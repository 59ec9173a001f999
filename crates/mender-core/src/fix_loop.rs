//! Fix Loop (C9) — bounded retry loop that synthesizes a patch, applies it,
//! re-runs the generated regression test, and feeds the outcome back into
//! the next synthesis attempt until it passes or attempts are exhausted.

use crate::fix_synth::synthesize_fix;
use crate::llm::LlmClient;
use crate::patch::{self, PatchError};
use crate::reproduction::detect_harness;
use crate::sandbox::{with_sandbox, ResourceLimits, SandboxDriver};
use crate::types::{AnalysisArtifact, AttemptSummary, AttemptVerdict, GeneratedTest, PatchArtifact};
use std::path::Path;
use std::time::Duration;
use thiserror::Error;

/// Maximum number of synthesize/apply/verify cycles before escalating,
/// per §4.9.
pub const MAX_ATTEMPTS: u32 = 3;

/// Wall-clock budget for re-running the generated test inside the sandbox.
pub const VERIFY_TIMEOUT: Duration = Duration::from_secs(300);

#[derive(Debug, Error)]
pub enum FixLoopError {
    #[error(transparent)]
    Patch(#[from] PatchError),

    #[error("failed to write generated test into workspace: {0}")]
    WriteTest(#[source] std::io::Error),

    #[error("no recognizable test harness in repository")]
    NoHarness,
}

/// Record of a single synthesize/apply/verify cycle. `patch` is `None` when
/// the cycle never got as far as producing one — a synthesis failure is
/// still recorded as a fail attempt per §4.9 step 7, not a loop abort.
#[derive(Debug, Clone)]
pub struct AttemptRecord {
    pub attempt_number: u32,
    pub patch: Option<PatchArtifact>,
    pub explanation: String,
    pub verdict: AttemptVerdict,
    pub error_output: Option<String>,
}

/// Outcome of running the full bounded retry loop.
#[derive(Debug, Clone)]
pub enum FixLoopVerdict {
    /// A patch was found whose applied workspace passes the generated test.
    Fixed(PatchArtifact),
    /// `MAX_ATTEMPTS` were exhausted with no passing patch.
    Exhausted,
}

#[derive(Debug, Clone)]
pub struct FixLoopOutcome {
    pub attempts: Vec<AttemptRecord>,
    pub verdict: FixLoopVerdict,
}

/// Push a synthetic fail record for an attempt that errored out (synthesis,
/// apply, or sandbox exec) instead of producing a verdict from the test run.
fn push_fail(
    history: &mut Vec<AttemptSummary>,
    attempts: &mut Vec<AttemptRecord>,
    attempt_number: u32,
    patch: Option<PatchArtifact>,
    error_output: String,
) {
    let explanation = patch
        .as_ref()
        .map_or_else(|| error_output.clone(), |p| p.explanation.clone());
    history.push(AttemptSummary {
        attempt_number,
        explanation: explanation.clone(),
        verdict: AttemptVerdict::Fail,
        error_output: Some(error_output.clone()),
    });
    attempts.push(AttemptRecord {
        attempt_number,
        patch,
        explanation,
        verdict: AttemptVerdict::Fail,
        error_output: Some(error_output),
    });
}

/// Append `test.test_source` to `test.target_test_file` within `workspace_dir`,
/// creating the file (and its parent directories) if absent.
fn write_generated_test(workspace_dir: &Path, test: &GeneratedTest) -> Result<(), FixLoopError> {
    let target = workspace_dir.join(&test.target_test_file);
    if let Some(parent) = target.parent() {
        std::fs::create_dir_all(parent).map_err(FixLoopError::WriteTest)?;
    }
    let mut contents = if target.is_file() {
        std::fs::read_to_string(&target).map_err(FixLoopError::WriteTest)?
    } else {
        String::new()
    };
    if !contents.is_empty() && !contents.ends_with('\n') {
        contents.push('\n');
    }
    contents.push('\n');
    contents.push_str(&test.test_source);
    if !contents.ends_with('\n') {
        contents.push('\n');
    }
    std::fs::write(&target, contents).map_err(FixLoopError::WriteTest)
}

/// Run the bounded fix loop for one failure.
///
/// `generated_test` has already been appended to the workspace and must
/// fail against the unpatched code (the caller verifies this before
/// entering the loop — see §4.7/§4.9 ordering).
///
/// Per §4.9 step 7, an error from synthesis, patch application, or the
/// sandbox exec is caught per-iteration and recorded as a synthetic fail
/// attempt rather than aborting the loop — only a write-test or harness
/// setup failure (outside the retry loop itself) propagates as an `Err`.
pub async fn run_fix_loop(
    llm: &dyn LlmClient,
    driver: &dyn SandboxDriver,
    workspace_dir: &Path,
    image: &str,
    analysis: &AnalysisArtifact,
    generated_test: &GeneratedTest,
) -> Result<FixLoopOutcome, FixLoopError> {
    write_generated_test(workspace_dir, generated_test)?;

    let harness = detect_harness(workspace_dir).ok_or(FixLoopError::NoHarness)?;
    let limits = ResourceLimits::default();

    let mut history: Vec<AttemptSummary> = Vec::new();
    let mut attempts: Vec<AttemptRecord> = Vec::new();

    for attempt_number in 1..=MAX_ATTEMPTS {
        let patch = match synthesize_fix(llm, analysis, &history).await {
            Ok(patch) => patch,
            Err(e) => {
                push_fail(&mut history, &mut attempts, attempt_number, None, e.to_string());
                continue;
            }
        };

        if let Err(e) = patch::apply(workspace_dir, &patch) {
            push_fail(&mut history, &mut attempts, attempt_number, Some(patch), e.to_string());
            continue;
        }

        let command = harness.command_for_test(&generated_test.test_name);
        let result = match with_sandbox(driver, image, workspace_dir, &limits, |handle| {
            Box::pin(async move { handle.exec(&command, VERIFY_TIMEOUT).await })
        })
        .await
        {
            Ok(result) => result,
            Err(e) => {
                patch::revert(workspace_dir, &patch)?;
                push_fail(&mut history, &mut attempts, attempt_number, Some(patch), e.to_string());
                continue;
            }
        };

        if result.succeeded() {
            attempts.push(AttemptRecord {
                attempt_number,
                explanation: patch.explanation.clone(),
                patch: Some(patch.clone()),
                verdict: AttemptVerdict::Pass,
                error_output: None,
            });
            return Ok(FixLoopOutcome {
                attempts,
                verdict: FixLoopVerdict::Fixed(patch),
            });
        }

        patch::revert(workspace_dir, &patch)?;
        let error_output = format!("{}{}", result.stdout, result.stderr);
        history.push(AttemptSummary {
            attempt_number,
            explanation: patch.explanation.clone(),
            verdict: AttemptVerdict::Fail,
            error_output: Some(error_output.clone()),
        });
        attempts.push(AttemptRecord {
            attempt_number,
            explanation: patch.explanation.clone(),
            patch: Some(patch),
            verdict: AttemptVerdict::Fail,
            error_output: Some(error_output),
        });
    }

    Ok(FixLoopOutcome {
        attempts,
        verdict: FixLoopVerdict::Exhausted,
    })
}
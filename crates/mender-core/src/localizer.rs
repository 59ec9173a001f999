//! Log Localizer (C1) — picks the single job log most likely to contain the
//! failure out of a set of per-job logs.

/// Case-insensitive tokens that score a log line as evidence of a failure.
const LOWER_INDICATORS: &[&str] = &["error", "failed", "exception", "traceback"];

/// Literal (case-sensitive) indicators, scored in addition to the
/// case-insensitive set.
const LITERAL_INDICATORS: &[&str] = &[
    "FAILED",
    "AssertionError",
    "TypeError",
    "ImportError",
    "ModuleNotFoundError",
];

/// One job's log text, paired with the job name it came from.
#[derive(Debug, Clone)]
pub struct JobLog {
    pub job_name: String,
    pub text: String,
}

/// Count non-overlapping indicator matches in `text`.
fn score(text: &str) -> usize {
    let lower = text.to_lowercase();
    let mut total = 0;
    for token in LOWER_INDICATORS {
        total += lower.matches(token).count();
    }
    for token in LITERAL_INDICATORS {
        total += text.matches(token).count();
    }
    total
}

/// Pick the log most likely to contain the failure, or `None` if `logs` is
/// empty.
///
/// Ties are broken by input order. If every log scores zero, falls back to
/// concatenating all logs (each prefixed with a header naming its job) so
/// that recall is preserved even when density signals are absent.
#[must_use]
pub fn localize(logs: &[JobLog]) -> Option<String> {
    if logs.is_empty() {
        return None;
    }

    let scored: Vec<usize> = logs.iter().map(|log| score(&log.text)).collect();
    // `Iterator::max_by_key` keeps the *last* maximum on ties; walk manually
    // so the first-in-input-order log wins instead.
    let mut best_index = 0;
    for (i, &s) in scored.iter().enumerate() {
        if s > scored[best_index] {
            best_index = i;
        }
    }

    if scored[best_index] == 0 {
        let mut combined = String::new();
        for log in logs {
            combined.push_str(&format!("=== {} ===\n", log.job_name));
            combined.push_str(&log.text);
            combined.push('\n');
        }
        return Some(combined);
    }

    Some(logs[best_index].text.clone())
}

▸ Directions for this task: Needed here are the exact lines from the start of the material through the line that contains "attempts are exhausted.", and no others.

▸ Task result:
repository 59ec9173a001f999
filename crates/mender-core/src/fix_loop.rs
//! Fix Loop (C9) — bounded retry loop that synthesizes a patch, applies it,
//! re-runs the generated regression test, and feeds the outcome back into
//! the next synthesis attempt until it passes or attempts are exhausted.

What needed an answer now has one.